Selanjutnya Robert Codrington pada abad-19 dalam sejumlah karyanya, seperti The Melanesian Languages (1885) dan The Melanesians: Studies in Their Anthropology and Folk-lore (1891), mendefinisikan Melanesia itu termasuk wilayah Vanuatu, Kepulauan Solomon, Kaledonia Baru dan Fiji.
Sedangkan Nugini dan pulau-pulau yang ada di timur Indonesia baru dimasukan ke ras Melanesia oleh para peneliti antropologi dalam studi-studi berikutnya.
Seiring dengan waktu, orang Eropa melihat Melanesia sebagai kelompok masyarakat yang berbeda budaya, bukan lagi sekadar berbeda ras dan daerah.
Codrington, bahkan menghasilkan serangkaian monograf pada orang Melanesia berdasarkan lama waktu mereka tinggal di wilayah tersebut.
Prof. Harry Truman Simanjuntak, Arkeolog senior dari Pusat Penelitian Arkeologi Nasional, penulis Buku “Diaspora Melanesia di Nusantara”, menyebutkan bahwa sejak ribuan tahun lalu sudah ada interaksi di antara ras Melanesia, melihat peninggalan atau bukti-bukti arkeologi di Papua Nugini menyebar hingga Maluku, Maluku Utara, dan wilayah di sekitar itu.
Menurut Simanjuntak, perkembangan ras Melanesia di Papua sudah ditemukan buktinya sejak 45.000 tahun lalu, sementara di Indonesia secara umum bukti peninggalan sejarahnya pun sudah ditemukan sejak 45.000-50.000 tahun lalu.

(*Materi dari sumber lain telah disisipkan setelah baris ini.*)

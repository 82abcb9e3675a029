//! Transactional core of an online retail platform.
//!
//! Reconciles limited-use promotional vouchers against concurrent
//! checkouts and governs the order and return state machines:
//!
//! - [`vouchers`] — discount math, the rule engine, and the redemption
//!   ledger (atomic lock/commit/rollback over a shared usage counter)
//! - [`orders`] — order creation with stock side effects and the
//!   forward-only status machine
//! - [`returns`] — post-delivery returns with a frozen refund breakdown
//! - [`db`] — SQLite storage; every race-sensitive write is one
//!   conditional UPDATE checked through `rows_affected()`
//!
//! Catalog browsing, identity, and payment transport are collaborators
//! of this crate, not part of it.

pub mod core;
pub mod db;
pub mod money;
pub mod orders;
pub mod returns;
pub mod utils;
pub mod vouchers;

pub use crate::core::{CommerceCore, Config};
pub use db::DbService;
pub use orders::{Actor, ActorRole, OrderError};
pub use returns::{RefundPolicy, ReturnError};
pub use vouchers::{LedgerError, Validation, ValidationContext, ValidationOptions};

Australia lebih lama lagi, sudah ada sejak 50.000-60.000 tahun lalu.
Saat ini, secara populasi, ras Melanesia lebih banyak bermukim di wilayah Indonesia. Merujuk pada data dari Kementerian Pendidikan dan Kebudayaan (Kemendikbud) RI tahun 2015, jumlah ras Melanesia di Indonesia bisa mencapai 13 juta jiwa.
Di negara yang mayoritas populasinya tergolong ras Mongoloid yang tersebar Pulau Sumatera, Kalimantan, Jawa, Bali, Sulawesi dan Nusa Tenggara Barat ini, ras Melanesia-nya tersebar di tanah Papua, kepulauan Maluku dan pulau-pulau Nusa Tenggara Timur.
Adapun jumlah penduduk Melanesia di negara lainnya, bila digabungkan ada sekira 9 juta jiwa yang tersebar di Negara Papua Nugini, Timor Leste, Vanuatu, Kaledonia Baru, Kepulauan Solomon, hingga Fiji.